TASK TO COMPLETE:
Using the exact wording, repeat every line of the material.

INPUT:
============================================================

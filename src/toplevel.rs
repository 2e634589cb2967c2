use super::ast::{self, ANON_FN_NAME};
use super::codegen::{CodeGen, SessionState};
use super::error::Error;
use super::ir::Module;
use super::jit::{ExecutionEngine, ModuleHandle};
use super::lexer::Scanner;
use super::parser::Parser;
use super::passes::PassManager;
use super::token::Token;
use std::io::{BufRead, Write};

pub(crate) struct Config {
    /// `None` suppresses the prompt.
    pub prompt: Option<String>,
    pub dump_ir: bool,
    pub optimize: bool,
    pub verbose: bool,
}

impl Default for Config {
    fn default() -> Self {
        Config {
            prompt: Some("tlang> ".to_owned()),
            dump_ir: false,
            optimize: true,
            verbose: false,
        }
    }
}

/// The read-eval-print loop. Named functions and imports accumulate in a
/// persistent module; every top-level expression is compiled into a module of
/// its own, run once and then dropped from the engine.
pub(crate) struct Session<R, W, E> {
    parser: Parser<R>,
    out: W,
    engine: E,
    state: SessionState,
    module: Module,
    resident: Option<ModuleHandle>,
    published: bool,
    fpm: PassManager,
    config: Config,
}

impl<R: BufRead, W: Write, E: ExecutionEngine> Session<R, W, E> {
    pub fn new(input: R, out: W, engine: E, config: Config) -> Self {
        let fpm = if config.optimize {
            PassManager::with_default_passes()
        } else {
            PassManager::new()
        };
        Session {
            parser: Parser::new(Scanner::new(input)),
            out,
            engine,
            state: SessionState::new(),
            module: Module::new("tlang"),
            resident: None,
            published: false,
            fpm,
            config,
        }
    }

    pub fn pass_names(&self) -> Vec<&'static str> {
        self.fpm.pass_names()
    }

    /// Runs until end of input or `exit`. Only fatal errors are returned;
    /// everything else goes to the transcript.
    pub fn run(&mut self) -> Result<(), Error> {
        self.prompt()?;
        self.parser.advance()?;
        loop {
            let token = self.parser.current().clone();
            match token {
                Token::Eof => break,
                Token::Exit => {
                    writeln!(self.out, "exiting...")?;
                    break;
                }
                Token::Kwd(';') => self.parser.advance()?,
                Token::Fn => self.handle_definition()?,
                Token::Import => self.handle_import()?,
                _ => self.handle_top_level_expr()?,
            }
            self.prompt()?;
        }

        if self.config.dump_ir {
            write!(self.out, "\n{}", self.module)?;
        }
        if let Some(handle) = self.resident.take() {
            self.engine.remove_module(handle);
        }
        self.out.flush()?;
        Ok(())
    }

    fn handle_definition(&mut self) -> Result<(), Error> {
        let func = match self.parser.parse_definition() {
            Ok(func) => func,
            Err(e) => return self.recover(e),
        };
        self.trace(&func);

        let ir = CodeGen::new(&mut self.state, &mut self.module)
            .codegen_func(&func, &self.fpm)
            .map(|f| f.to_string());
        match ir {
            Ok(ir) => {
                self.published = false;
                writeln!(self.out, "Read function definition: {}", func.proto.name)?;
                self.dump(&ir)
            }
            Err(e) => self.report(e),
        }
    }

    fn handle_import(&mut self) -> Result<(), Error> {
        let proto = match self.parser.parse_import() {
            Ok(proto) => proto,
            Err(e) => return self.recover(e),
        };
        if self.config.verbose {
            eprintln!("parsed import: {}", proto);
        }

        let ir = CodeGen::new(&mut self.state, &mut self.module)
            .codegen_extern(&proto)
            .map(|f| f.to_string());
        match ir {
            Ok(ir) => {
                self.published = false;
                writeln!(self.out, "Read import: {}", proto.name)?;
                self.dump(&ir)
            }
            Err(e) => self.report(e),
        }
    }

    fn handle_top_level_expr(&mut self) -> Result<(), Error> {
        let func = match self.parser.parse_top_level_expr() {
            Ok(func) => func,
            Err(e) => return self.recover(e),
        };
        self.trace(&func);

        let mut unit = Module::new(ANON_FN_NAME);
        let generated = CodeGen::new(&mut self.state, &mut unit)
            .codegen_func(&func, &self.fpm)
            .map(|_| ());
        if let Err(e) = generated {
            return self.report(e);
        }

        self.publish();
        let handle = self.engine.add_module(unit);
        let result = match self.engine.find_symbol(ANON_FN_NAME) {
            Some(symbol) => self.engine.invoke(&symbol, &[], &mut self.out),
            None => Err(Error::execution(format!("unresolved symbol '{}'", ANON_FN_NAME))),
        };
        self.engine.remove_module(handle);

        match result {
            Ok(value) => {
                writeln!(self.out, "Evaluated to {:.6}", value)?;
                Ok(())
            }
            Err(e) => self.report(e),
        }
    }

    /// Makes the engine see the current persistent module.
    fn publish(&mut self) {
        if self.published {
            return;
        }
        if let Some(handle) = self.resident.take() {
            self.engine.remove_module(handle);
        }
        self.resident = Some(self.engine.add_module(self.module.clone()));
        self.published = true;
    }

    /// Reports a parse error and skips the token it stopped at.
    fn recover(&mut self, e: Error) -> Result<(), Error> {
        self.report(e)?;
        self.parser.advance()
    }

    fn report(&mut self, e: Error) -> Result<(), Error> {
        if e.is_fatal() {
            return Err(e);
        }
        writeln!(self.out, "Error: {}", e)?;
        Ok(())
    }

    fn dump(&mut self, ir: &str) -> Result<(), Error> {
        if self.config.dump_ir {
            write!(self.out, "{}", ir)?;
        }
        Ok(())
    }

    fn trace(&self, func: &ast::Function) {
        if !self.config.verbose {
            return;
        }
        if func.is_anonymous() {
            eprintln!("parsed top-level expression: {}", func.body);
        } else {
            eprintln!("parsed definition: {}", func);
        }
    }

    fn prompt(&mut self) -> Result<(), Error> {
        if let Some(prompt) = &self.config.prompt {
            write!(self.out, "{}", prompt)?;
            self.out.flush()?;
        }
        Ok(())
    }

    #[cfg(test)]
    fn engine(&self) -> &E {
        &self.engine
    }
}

============================================================

ANSWER SECTION:
filename src/toplevel.rs
repository 2e634589cb2967c2
use super::ast::{self, ANON_FN_NAME};
use super::codegen::{CodeGen, SessionState};
use super::error::Error;
use super::ir::Module;
use super::jit::{ExecutionEngine, ModuleHandle};
use super::lexer::Scanner;
use super::parser::Parser;
use super::passes::PassManager;
use super::token::Token;
use std::io::{BufRead, Write};

pub(crate) struct Config {
    /// `None` suppresses the prompt.
    pub prompt: Option<String>,
    pub dump_ir: bool,
    pub optimize: bool,
    pub verbose: bool,
}

impl Default for Config {
    fn default() -> Self {
        Config {
            prompt: Some("tlang> ".to_owned()),
            dump_ir: false,
            optimize: true,
            verbose: false,
        }
    }
}

/// The read-eval-print loop. Named functions and imports accumulate in a
/// persistent module; every top-level expression is compiled into a module of
/// its own, run once and then dropped from the engine.
pub(crate) struct Session<R, W, E> {
    parser: Parser<R>,
    out: W,
    engine: E,
    state: SessionState,
    module: Module,
    resident: Option<ModuleHandle>,
    published: bool,
    fpm: PassManager,
    config: Config,
}

impl<R: BufRead, W: Write, E: ExecutionEngine> Session<R, W, E> {
    pub fn new(input: R, out: W, engine: E, config: Config) -> Self {
        let fpm = if config.optimize {
            PassManager::with_default_passes()
        } else {
            PassManager::new()
        };
        Session {
            parser: Parser::new(Scanner::new(input)),
            out,
            engine,
            state: SessionState::new(),
            module: Module::new("tlang"),
            resident: None,
            published: false,
            fpm,
            config,
        }
    }

    pub fn pass_names(&self) -> Vec<&'static str> {
        self.fpm.pass_names()
    }

    /// Runs until end of input or `exit`. Only fatal errors are returned;
    /// everything else goes to the transcript.
    pub fn run(&mut self) -> Result<(), Error> {
        self.prompt()?;
        self.parser.advance()?;
        loop {
            let token = self.parser.current().clone();
            match token {
                Token::Eof => break,
                Token::Exit => {
                    writeln!(self.out, "exiting...")?;
                    break;
                }
                Token::Kwd(';') => self.parser.advance()?,
                Token::Fn => self.handle_definition()?,
                Token::Import => self.handle_import()?,
                _ => self.handle_top_level_expr()?,
            }
            self.prompt()?;
        }

        if self.config.dump_ir {
            write!(self.out, "\n{}", self.module)?;
        }
        if let Some(handle) = self.resident.take() {
            self.engine.remove_module(handle);
        }
        self.out.flush()?;
        Ok(())
    }

    fn handle_definition(&mut self) -> Result<(), Error> {
        let func = match self.parser.parse_definition() {
            Ok(func) => func,
            Err(e) => return self.recover(e),
        };
        self.trace(&func);

        let ir = CodeGen::new(&mut self.state, &mut self.module)
            .codegen_func(&func, &self.fpm)
            .map(|f| f.to_string());
        match ir {
            Ok(ir) => {
                self.published = false;
                writeln!(self.out, "Read function definition: {}", func.proto.name)?;
                self.dump(&ir)
            }
            Err(e) => self.report(e),
        }
    }

    fn handle_import(&mut self) -> Result<(), Error> {
        let proto = match self.parser.parse_import() {
            Ok(proto) => proto,
            Err(e) => return self.recover(e),
        };
        if self.config.verbose {
            eprintln!("parsed import: {}", proto);
        }

        let ir = CodeGen::new(&mut self.state, &mut self.module)
            .codegen_extern(&proto)
            .map(|f| f.to_string());
        match ir {
            Ok(ir) => {
                self.published = false;
                writeln!(self.out, "Read import: {}", proto.name)?;
                self.dump(&ir)
            }
            Err(e) => self.report(e),
        }
    }

    fn handle_top_level_expr(&mut self) -> Result<(), Error> {
        let func = match self.parser.parse_top_level_expr() {
            Ok(func) => func,
            Err(e) => return self.recover(e),
        };
        self.trace(&func);

        let mut unit = Module::new(ANON_FN_NAME);
        let generated = CodeGen::new(&mut self.state, &mut unit)
            .codegen_func(&func, &self.fpm)
            .map(|_| ());
        if let Err(e) = generated {
            return self.report(e);
        }

        self.publish();
        let handle = self.engine.add_module(unit);
        let result = match self.engine.find_symbol(ANON_FN_NAME) {
            Some(symbol) => self.engine.invoke(&symbol, &[], &mut self.out),
            None => Err(Error::execution(format!("unresolved symbol '{}'", ANON_FN_NAME))),
        };
        self.engine.remove_module(handle);

        match result {
            Ok(value) => {
                writeln!(self.out, "Evaluated to {:.6}", value)?;
                Ok(())
            }
            Err(e) => self.report(e),
        }
    }

    /// Makes the engine see the current persistent module.
    fn publish(&mut self) {
        if self.published {
            return;
        }
        if let Some(handle) = self.resident.take() {
            self.engine.remove_module(handle);
        }
        self.resident = Some(self.engine.add_module(self.module.clone()));
        self.published = true;
    }

    /// Reports a parse error and skips the token it stopped at.
    fn recover(&mut self, e: Error) -> Result<(), Error> {
        self.report(e)?;
        self.parser.advance()
    }

    fn report(&mut self, e: Error) -> Result<(), Error> {
        if e.is_fatal() {
            return Err(e);
        }
        writeln!(self.out, "Error: {}", e)?;
        Ok(())
    }

    fn dump(&mut self, ir: &str) -> Result<(), Error> {
        if self.config.dump_ir {
            write!(self.out, "{}", ir)?;
        }
        Ok(())
    }

    fn trace(&self, func: &ast::Function) {
        if !self.config.verbose {
            return;
        }
        if func.is_anonymous() {
            eprintln!("parsed top-level expression: {}", func.body);
        } else {
            eprintln!("parsed definition: {}", func);
        }
    }

    fn prompt(&mut self) -> Result<(), Error> {
        if let Some(prompt) = &self.config.prompt {
            write!(self.out, "{}", prompt)?;
            self.out.flush()?;
        }
        Ok(())
    }

    #[cfg(test)]
    fn engine(&self) -> &E {
        &self.engine
    }
}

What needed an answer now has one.